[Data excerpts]
========================================
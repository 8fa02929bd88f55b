//! Assignment legality checks.
//!
//! Every check is a necessary condition evaluated against the current,
//! possibly partial, [`WorkingSchedule`] before a tentative assignment is
//! committed. Cheap lookups run before the ones that walk a performer's
//! appearances.
//!
//! | Check | Rule |
//! |-------|------|
//! | already on show | one position per performer per show |
//! | eligibility | role in `eligible_roles` |
//! | restriction | gender matches the catalog restriction |
//! | weekly | at most `max_weekly_shows` |
//! | weekend | at most `max_weekend_shows` per Friday–Sunday span |
//! | back-to-back doubles | no double-show days on adjacent dates |
//! | consecutive | no run longer than `max_consecutive_shows` |

use chrono::{Duration, NaiveDate};
use std::fmt;

use super::index::weekend_key;
use super::{ShowIndex, WorkingSchedule};
use crate::config::SchedulerConfig;
use crate::models::{CastMember, Role, RoleCatalog};

/// Why a tentative assignment was refused.
#[derive(Debug, Clone, Copy, PartialEq, Eq)]
pub enum Rejection {
    AlreadyOnShow,
    NotEligible,
    GenderRestricted,
    WeeklyLimit,
    WeekendLimit,
    BackToBackDoubles,
    ConsecutiveLimit,
}

impl fmt::Display for Rejection {
    fn fmt(&self, f: &mut fmt::Formatter<'_>) -> fmt::Result {
        let text = match self {
            Rejection::AlreadyOnShow => "already performing in this show",
            Rejection::NotEligible => "not eligible for the role",
            Rejection::GenderRestricted => "role is gender-restricted",
            Rejection::WeeklyLimit => "weekly show limit reached",
            Rejection::WeekendLimit => "weekend show limit reached",
            Rejection::BackToBackDoubles => "would work double-show days back to back",
            Rejection::ConsecutiveLimit => "consecutive show limit reached",
        };
        f.write_str(text)
    }
}

/// Length of the longest run in sorted show positions, where neighbours
/// must be adjacent in show order and consecutive in time.
pub fn longest_run(index: &ShowIndex, positions: &[usize]) -> usize {
    let mut longest = 0;
    let mut current = 0;
    let mut prev: Option<usize> = None;
    for &idx in positions {
        current = match prev {
            Some(p) if idx == p + 1 && index.consecutive(p, idx) => current + 1,
            _ => 1,
        };
        longest = longest.max(current);
        prev = Some(idx);
    }
    longest
}

/// Dates on which the performer works two or more shows.
pub fn double_dates(
    index: &ShowIndex,
    positions: impl IntoIterator<Item = usize>,
) -> Vec<NaiveDate> {
    let mut per_date: Vec<(NaiveDate, usize)> = Vec::new();
    for idx in positions {
        let date = index.date_of(idx);
        match per_date.iter_mut().find(|(d, _)| *d == date) {
            Some((_, n)) => *n += 1,
            None => per_date.push((date, 1)),
        }
    }
    let mut dates: Vec<NaiveDate> = per_date
        .into_iter()
        .filter(|&(_, n)| n >= 2)
        .map(|(d, _)| d)
        .collect();
    dates.sort();
    dates
}

/// Whether any two double dates are calendar-adjacent.
pub fn has_back_to_back(doubles: &[NaiveDate]) -> bool {
    doubles.windows(2).any(|w| w[1] - w[0] == Duration::days(1))
}

/// Checks tentative assignments against the working schedule.
#[derive(Debug, Clone, Copy)]
pub struct ConstraintChecker<'a> {
    index: &'a ShowIndex,
    catalog: &'a RoleCatalog,
    config: &'a SchedulerConfig,
}

impl<'a> ConstraintChecker<'a> {
    /// Creates a checker.
    pub fn new(
        index: &'a ShowIndex,
        catalog: &'a RoleCatalog,
        config: &'a SchedulerConfig,
    ) -> Self {
        Self {
            index,
            catalog,
            config,
        }
    }

    /// Whether the assignment would be legal.
    pub fn can_assign(
        &self,
        schedule: &WorkingSchedule,
        performer: &CastMember,
        show: usize,
        role: Role,
    ) -> bool {
        self.check(schedule, performer, show, role).is_ok()
    }

    /// Checks every rule, returning the first one broken.
    pub fn check(
        &self,
        schedule: &WorkingSchedule,
        performer: &CastMember,
        show: usize,
        role: Role,
    ) -> Result<(), Rejection> {
        let name = performer.name.as_str();
        if schedule.is_on_show(show, name) {
            return Err(Rejection::AlreadyOnShow);
        }
        if !performer.knows(role) {
            return Err(Rejection::NotEligible);
        }
        if !performer.meets_restriction(role, self.catalog) {
            return Err(Rejection::GenderRestricted);
        }
        self.check_workload(schedule, name, show)
    }

    /// The time-based rules only: weekly, weekend, doubles, consecutive.
    ///
    /// Used when re-filling slots, where eligibility is checked separately.
    pub fn check_workload(
        &self,
        schedule: &WorkingSchedule,
        performer: &str,
        show: usize,
    ) -> Result<(), Rejection> {
        if schedule.show_count_for(performer) + 1 > self.config.max_weekly_shows {
            return Err(Rejection::WeeklyLimit);
        }

        let date = self.index.date_of(show);
        if let Some(key) = weekend_key(date) {
            let weekend = schedule
                .appearances(performer)
                .filter(|&idx| weekend_key(self.index.date_of(idx)) == Some(key))
                .count();
            if weekend + 1 > self.config.max_weekend_shows {
                return Err(Rejection::WeekendLimit);
            }
        }

        let mut positions: Vec<usize> = schedule.appearances(performer).collect();
        let at = positions.partition_point(|&idx| idx < show);
        positions.insert(at, show);

        if schedule.shows_on_date(self.index, performer, date) + 1 >= 2 {
            let doubles = double_dates(self.index, positions.iter().copied());
            let adjacent = [date - Duration::days(1), date + Duration::days(1)];
            if adjacent.iter().any(|d| doubles.contains(d)) {
                return Err(Rejection::BackToBackDoubles);
            }
        }

        if longest_run(self.index, &positions) > self.config.max_consecutive_shows {
            return Err(Rejection::ConsecutiveLimit);
        }
        Ok(())
    }
}

#[cfg(test)]
mod tests {
    use super::*;
    use crate::models::{Gender, Show};
    use chrono::NaiveTime;

    fn d(day: u32) -> NaiveDate {
        NaiveDate::from_ymd_opt(2024, 5, day).unwrap()
    }

    fn t(h: u32) -> NaiveTime {
        NaiveTime::from_hms_opt(h, 0, 0).unwrap()
    }

    /// Tue–Fri evenings, Sat and Sun doubles: 8 shows, positions 0..8.
    fn week() -> ShowIndex {
        let shows = vec![
            Show::new("tue", d(7), t(19)),
            Show::new("wed", d(8), t(19)),
            Show::new("thu", d(9), t(19)),
            Show::new("fri", d(10), t(19)),
            Show::new("sat-mat", d(11), t(14)),
            Show::new("sat-eve", d(11), t(19)),
            Show::new("sun-mat", d(12), t(14)),
            Show::new("sun-eve", d(12), t(19)),
        ];
        ShowIndex::build(&shows, 2)
    }

    fn who() -> CastMember {
        CastMember::new("Xan").with_role(Role::Who)
    }

    #[test]
    fn test_basic_rejections() {
        let idx = week();
        let catalog = RoleCatalog::standard();
        let config = SchedulerConfig::default();
        let checker = ConstraintChecker::new(&idx, &catalog, &config);
        let mut ws = WorkingSchedule::new(idx.len());

        let x = who();
        assert_eq!(checker.check(&ws, &x, 0, Role::Sarge), Err(Rejection::NotEligible));
        assert!(checker.can_assign(&ws, &x, 0, Role::Who));

        ws.assign(0, Role::Who, "Xan");
        assert_eq!(checker.check(&ws, &x, 0, Role::Who), Err(Rejection::AlreadyOnShow));

        let male_bin = CastMember::new("Sam").with_role(Role::Bin).with_gender(Gender::Male);
        assert_eq!(
            checker.check(&ws, &male_bin, 1, Role::Bin),
            Err(Rejection::GenderRestricted)
        );
    }

    #[test]
    fn test_consecutive_limit() {
        let idx = week();
        let catalog = RoleCatalog::standard();
        let config = SchedulerConfig::default().with_max_weekly_shows(10);
        let checker = ConstraintChecker::new(&idx, &catalog, &config);
        let mut ws = WorkingSchedule::new(idx.len());
        let x = who();

        // Six in a row: Tue, Wed, Thu, Fri, Sat mat, Sat eve.
        for show in 0..6 {
            ws.assign(show, Role::Who, "Xan");
        }
        assert_eq!(
            checker.check(&ws, &x, 6, Role::Who),
            Err(Rejection::ConsecutiveLimit)
        );
    }

    #[test]
    fn test_weekly_limit_blocks_seventh_show() {
        let idx = week();
        let catalog = RoleCatalog::standard();
        let config = SchedulerConfig::default();
        let checker = ConstraintChecker::new(&idx, &catalog, &config);
        let mut ws = WorkingSchedule::new(idx.len());
        let x = who();

        for show in 0..6 {
            ws.assign(show, Role::Who, "Xan");
        }
        assert!(!checker.can_assign(&ws, &x, 6, Role::Who));
        assert_eq!(checker.check(&ws, &x, 6, Role::Who), Err(Rejection::WeeklyLimit));
    }

    #[test]
    fn test_weekend_limit() {
        let idx = week();
        let catalog = RoleCatalog::standard();
        let config = SchedulerConfig::default().with_max_weekend_shows(2);
        let checker = ConstraintChecker::new(&idx, &catalog, &config);
        let mut ws = WorkingSchedule::new(idx.len());
        let x = who();

        ws.assign(3, Role::Who, "Xan"); // Fri
        ws.assign(4, Role::Who, "Xan"); // Sat mat
        assert_eq!(checker.check(&ws, &x, 6, Role::Who), Err(Rejection::WeekendLimit));
        // Thursday is outside the span.
        assert!(checker.can_assign(&ws, &x, 2, Role::Who));
    }

    #[test]
    fn test_back_to_back_doubles() {
        let idx = week();
        let catalog = RoleCatalog::standard();
        let config = SchedulerConfig::default();
        let checker = ConstraintChecker::new(&idx, &catalog, &config);
        let mut ws = WorkingSchedule::new(idx.len());
        let x = who();

        ws.assign(4, Role::Who, "Xan");
        ws.assign(5, Role::Who, "Xan");
        ws.assign(6, Role::Who, "Xan");
        assert_eq!(
            checker.check(&ws, &x, 7, Role::Who),
            Err(Rejection::BackToBackDoubles)
        );
    }

    #[test]
    fn test_longest_run_breaks_on_skipped_show() {
        let idx = week();
        assert_eq!(longest_run(&idx, &[0, 1, 2, 4, 5]), 3);
        assert_eq!(longest_run(&idx, &[]), 0);
    }

    #[test]
    fn test_double_dates_adjacency() {
        let idx = week();
        let doubles = double_dates(&idx, [4, 5, 6, 7]);
        assert_eq!(doubles, vec![d(11), d(12)]);
        assert!(has_back_to_back(&doubles));
        assert!(!has_back_to_back(&[d(11)]));
    }
}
========================================
_YOUR INSTRUCTIONS:_ Above are some records; copy exactly the lines from the one with "first one broken." through the one with "if !performer.meets_restriction(role, self.catalog)", both included, and no others.

_EXPECTED OUTPUT:_
    /// Checks every rule, returning the first one broken.
    pub fn check(
        &self,
        schedule: &WorkingSchedule,
        performer: &CastMember,
        show: usize,
        role: Role,
    ) -> Result<(), Rejection> {
        let name = performer.name.as_str();
        if schedule.is_on_show(show, name) {
            return Err(Rejection::AlreadyOnShow);
        }
        if !performer.knows(role) {
            return Err(Rejection::NotEligible);
        }
        if !performer.meets_restriction(role, self.catalog) {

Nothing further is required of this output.